(Dataset entries)
--------

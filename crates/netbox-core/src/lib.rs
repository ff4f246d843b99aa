//! Object-type registry and dispatch layer between tool callers and NetBox.
//!
//! - **[`ObjectType`]**: the closed vocabulary of resource kinds (`devices`,
//!   `ip-addresses`, ...) and the REST collection each maps to, grouped by
//!   [`Domain`]. Unknown names fail with the sorted list of valid ones.
//!
//! - **[`Gateway`]**: one async method per operation: list, get, create,
//!   update, bulk create, change-log query, plus the composite device /
//!   interface / IP-assignment creators. Inputs are validated before any
//!   request is sent; NetBox's answers are returned as-is.
//!
//! - **[`CoreError`]**: local validation failures and remote failures,
//!   with NetBox's status and body preserved verbatim.

pub mod composite;
pub mod config;
pub mod error;
pub mod gateway;
pub mod model;
pub mod registry;
pub mod status;

// ── Primary re-exports ──────────────────────────────────────────────
pub use composite::{IpAssignment, NewDevice, NewInterface};
pub use config::{GatewayConfig, TlsVerification};
pub use error::CoreError;
pub use gateway::{CHANGE_LOG_PATH, Gateway};
pub use model::{FilterSet, ObjectId, ObjectPayload};
pub use registry::{Domain, ObjectType};
pub use status::Status;
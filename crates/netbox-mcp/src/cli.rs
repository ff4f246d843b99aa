//! Clap derive structures for the `netbox-mcp` binary.

use std::path::PathBuf;

use clap::Parser;

use netbox_config::Overrides;

/// netbox-mcp -- NetBox inventory tools over the Model Context Protocol
#[derive(Debug, Parser)]
#[command(
    name = "netbox-mcp",
    version,
    about = "Expose NetBox inventory operations as MCP tools over stdio",
    long_about = "Serves MCP (JSON-RPC 2.0) on stdin/stdout and translates tool calls\n\
        into authenticated NetBox REST requests. Logs go to stderr."
)]
pub struct Cli {
    /// NetBox instance URL (e.g. https://netbox.example.com)
    #[arg(long, env = "NETBOX_URL")]
    pub url: Option<String>,

    /// NetBox API token
    #[arg(long, env = "NETBOX_TOKEN", hide_env_values = true)]
    pub token: Option<String>,

    /// Accept invalid TLS certificates
    #[arg(long, short = 'k', env = "NETBOX_INSECURE")]
    pub insecure: bool,

    /// Custom CA certificate (PEM) for the NetBox endpoint
    #[arg(long, env = "NETBOX_CA_CERT", value_name = "PATH")]
    pub ca_cert: Option<PathBuf>,

    /// Per-request timeout in seconds [default: 30]
    #[arg(long, env = "NETBOX_TIMEOUT", value_name = "SECS")]
    pub timeout: Option<u64>,

    /// Config file to load instead of the platform default
    #[arg(long, short = 'c', value_name = "PATH")]
    pub config: Option<PathBuf>,

    /// Increase log verbosity (-v, -vv, -vvv)
    #[arg(long, short = 'v', action = clap::ArgAction::Count)]
    pub verbose: u8,
}

impl Cli {
    /// Flags that were given, as the top config layer. An absent
    /// `--insecure` leaves the file/env value in place.
    pub fn overrides(&self) -> Overrides {
        Overrides {
            url: self.url.clone(),
            token: self.token.clone(),
            insecure: self.insecure.then_some(true),
            ca_cert: self.ca_cert.clone(),
            timeout: self.timeout,
        }
    }
}
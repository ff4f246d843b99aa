// ── Runtime connection configuration ──
//
// Describes *how* to reach NetBox. Carries the token and connection
// tuning, but never touches disk or the environment; `netbox-config`
// builds one and hands it in.

use std::path::PathBuf;
use std::time::Duration;

use secrecy::SecretString;
use url::Url;

/// TLS verification strategy.
#[derive(Debug, Clone, Default, PartialEq, Eq)]
pub enum TlsVerification {
    /// System CA store (strict).
    #[default]
    SystemDefaults,
    /// Custom CA certificate file.
    CustomCa(PathBuf),
    /// Skip verification (self-signed lab instances).
    DangerAcceptInvalid,
}

impl From<&TlsVerification> for netbox_api::TlsMode {
    fn from(tls: &TlsVerification) -> Self {
        match tls {
            TlsVerification::SystemDefaults => Self::System,
            TlsVerification::CustomCa(path) => Self::CustomCa(path.clone()),
            TlsVerification::DangerAcceptInvalid => Self::DangerAcceptInvalid,
        }
    }
}

/// Everything needed to talk to one NetBox instance.
#[derive(Debug, Clone)]
pub struct GatewayConfig {
    /// Instance root (e.g. `https://netbox.example.com`); `/api/` is added.
    pub url: Url,
    /// API token sent as `Authorization: Token <token>`.
    pub token: SecretString,
    pub tls: TlsVerification,
    /// Per-request timeout.
    pub timeout: Duration,
}

impl GatewayConfig {
    pub fn new(url: Url, token: SecretString) -> Self {
        Self {
            url,
            token,
            tls: TlsVerification::default(),
            timeout: Duration::from_secs(30),
        }
    }

    pub(crate) fn transport(&self) -> netbox_api::TransportConfig {
        netbox_api::TransportConfig {
            tls: (&self.tls).into(),
            timeout: self.timeout,
        }
    }
}
// Transport configuration for building the reqwest::Client used against NetBox.
//
// TLS policy and timeouts live here so the client module only deals with
// URLs, verbs and response handling.

use std::path::PathBuf;
use std::time::Duration;

use reqwest::header::HeaderMap;

use crate::error::Error;

const USER_AGENT: &str = concat!("netbox-api/", env!("CARGO_PKG_VERSION"));

/// TLS verification mode.
#[derive(Debug, Clone, Default, PartialEq, Eq)]
pub enum TlsMode {
    /// Use the system certificate store.
    #[default]
    System,
    /// Use a custom CA certificate from the given PEM file.
    CustomCa(PathBuf),
    /// Accept any certificate (self-signed lab instances).
    DangerAcceptInvalid,
}

/// Shared transport configuration for building HTTP clients.
#[derive(Debug, Clone)]
pub struct TransportConfig {
    pub tls: TlsMode,
    pub timeout: Duration,
}

impl Default for TransportConfig {
    fn default() -> Self {
        Self {
            tls: TlsMode::System,
            timeout: Duration::from_secs(30),
        }
    }
}

impl TransportConfig {
    /// Build a `reqwest::Client` with the given default headers.
    ///
    /// Used by [`NetboxClient`](crate::NetboxClient) to inject the
    /// `Authorization` header on every request.
    pub fn build_client(&self, headers: HeaderMap) -> Result<reqwest::Client, Error> {
        let mut builder = reqwest::Client::builder()
            .timeout(self.timeout)
            .user_agent(USER_AGENT)
            .default_headers(headers);

        match &self.tls {
            TlsMode::System => {}
            TlsMode::CustomCa(path) => {
                let cert_pem = std::fs::read(path)
                    .map_err(|e| Error::Tls(format!("failed to read CA cert: {e}")))?;
                let cert = reqwest::Certificate::from_pem(&cert_pem)
                    .map_err(|e| Error::Tls(format!("invalid CA cert: {e}")))?;
                builder = builder.add_root_certificate(cert);
            }
            TlsMode::DangerAcceptInvalid => {
                builder = builder.danger_accept_invalid_certs(true);
            }
        }

        builder
            .build()
            .map_err(|e| Error::Tls(format!("failed to build HTTP client: {e}")))
    }
}

#[cfg(test)]
mod tests {
    use super::*;

    #[test]
    fn missing_ca_file_is_a_tls_error() {
        let config = TransportConfig {
            tls: TlsMode::CustomCa(PathBuf::from("/nonexistent/netbox-ca.pem")),
            ..TransportConfig::default()
        };
        let err = config.build_client(HeaderMap::new()).unwrap_err();
        assert!(matches!(err, Error::Tls(ref msg) if msg.contains("failed to read CA cert")));
    }

    #[test]
    fn default_is_strict_with_thirty_second_timeout() {
        let config = TransportConfig::default();
        assert_eq!(config.tls, TlsMode::System);
        assert_eq!(config.timeout, Duration::from_secs(30));
    }
}
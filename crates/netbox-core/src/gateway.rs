// ── Dispatch layer ──
//
// One method per exposed operation. Every method validates its inputs
// (kind lookup, status check) before touching the network, performs at
// most one round trip, and returns NetBox's decoded answer unmodified.

use netbox_api::NetboxClient;
use serde_json::Value;
use tracing::{debug, info, warn};

use crate::composite::{IpAssignment, NewDevice, NewInterface};
use crate::config::GatewayConfig;
use crate::error::CoreError;
use crate::model::{FilterSet, ObjectId, ObjectPayload, query_pairs};
use crate::registry::ObjectType;

/// Fixed path of NetBox's change log. Not part of the kind vocabulary.
pub const CHANGE_LOG_PATH: &str = "core/object-changes";

/// Typed pass-through from tool calls to the NetBox REST API.
///
/// Holds no state besides the HTTP client; clone it freely and call it
/// from as many tasks as needed.
#[derive(Debug, Clone)]
pub struct Gateway {
    client: NetboxClient,
}

impl Gateway {
    /// Build the HTTP client described by `config`.
    pub fn connect(config: &GatewayConfig) -> Result<Self, CoreError> {
        let client =
            NetboxClient::from_token(config.url.as_str(), &config.token, &config.transport())?;
        info!(url = %client.base_url(), "NetBox gateway ready");
        Ok(Self { client })
    }

    // ── Primitive operations ─────────────────────────────────────────

    /// List objects of a kind, filtered by `filters`. Returns the page
    /// envelope (`count`, `next`, `previous`, `results`) as NetBox sent it.
    pub async fn list_objects(
        &self,
        object_type: &str,
        filters: &FilterSet,
    ) -> Result<Value, CoreError> {
        let kind = ObjectType::resolve(object_type)?;
        debug!(%kind, filters = filters.len(), "listing objects");

        let params = query_pairs(filters);
        dispatch(self.client.get(kind.collection_path(), &params)).await
    }

    pub async fn get_object(&self, object_type: &str, id: ObjectId) -> Result<Value, CoreError> {
        let kind = ObjectType::resolve(object_type)?;
        debug!(%kind, %id, "fetching object");

        dispatch(self.client.get(&kind.object_path(id), &[])).await
    }

    pub async fn create_object(
        &self,
        object_type: &str,
        payload: &ObjectPayload,
    ) -> Result<Value, CoreError> {
        let kind = ObjectType::resolve(object_type)?;
        self.create(kind, payload).await
    }

    /// Partial update: only the keys present in `payload` change.
    pub async fn update_object(
        &self,
        object_type: &str,
        id: ObjectId,
        payload: &ObjectPayload,
    ) -> Result<Value, CoreError> {
        let kind = ObjectType::resolve(object_type)?;
        debug!(%kind, %id, fields = payload.len(), "updating object");

        dispatch(self.client.patch(&kind.object_path(id), payload)).await
    }

    /// Create many objects with a single POST of a JSON array.
    ///
    /// Whether NetBox applies the batch atomically is up to NetBox; any
    /// failure comes back as one `RemoteRequestFailed`.
    pub async fn bulk_create_objects(
        &self,
        object_type: &str,
        payloads: &[ObjectPayload],
    ) -> Result<Vec<Value>, CoreError> {
        let kind = ObjectType::resolve(object_type)?;
        debug!(%kind, count = payloads.len(), "bulk creating objects");

        dispatch(self.client.post(kind.collection_path(), payloads)).await
    }

    /// Query the change log (`core/object-changes`).
    pub async fn query_change_log(&self, filters: &FilterSet) -> Result<Value, CoreError> {
        debug!(filters = filters.len(), "querying change log");

        let params = query_pairs(filters);
        dispatch(self.client.get(CHANGE_LOG_PATH, &params)).await
    }

    // ── Composite operations ─────────────────────────────────────────

    pub async fn create_network_device(&self, device: NewDevice) -> Result<Value, CoreError> {
        let payload = device.into_payload()?;
        self.create(NewDevice::object_type(), &payload).await
    }

    pub async fn create_interface(&self, interface: NewInterface) -> Result<Value, CoreError> {
        let payload = interface.into_payload();
        self.create(NewInterface::object_type(), &payload).await
    }

    pub async fn assign_ip_to_interface(
        &self,
        assignment: IpAssignment,
    ) -> Result<Value, CoreError> {
        let payload = assignment.into_payload()?;
        self.create(IpAssignment::object_type(), &payload).await
    }

    // ── Internals ────────────────────────────────────────────────────

    async fn create(&self, kind: ObjectType, payload: &ObjectPayload) -> Result<Value, CoreError> {
        debug!(%kind, fields = payload.len(), "creating object");
        dispatch(self.client.post(kind.collection_path(), payload)).await
    }
}

/// Await one request and translate its failure into the core taxonomy.
async fn dispatch<T>(
    request: impl Future<Output = Result<T, netbox_api::Error>>,
) -> Result<T, CoreError> {
    request.await.map_err(|err| {
        let err = CoreError::from(err);
        warn!(error = %err, "NetBox request failed");
        err
    })
}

--------

What to do — Within the entries above, find every line where the string "only" occurs, and copy it.

Result for this task —
// TLS policy and timeouts live here so the client module only deals with
    /// Partial update: only the keys present in `payload` change.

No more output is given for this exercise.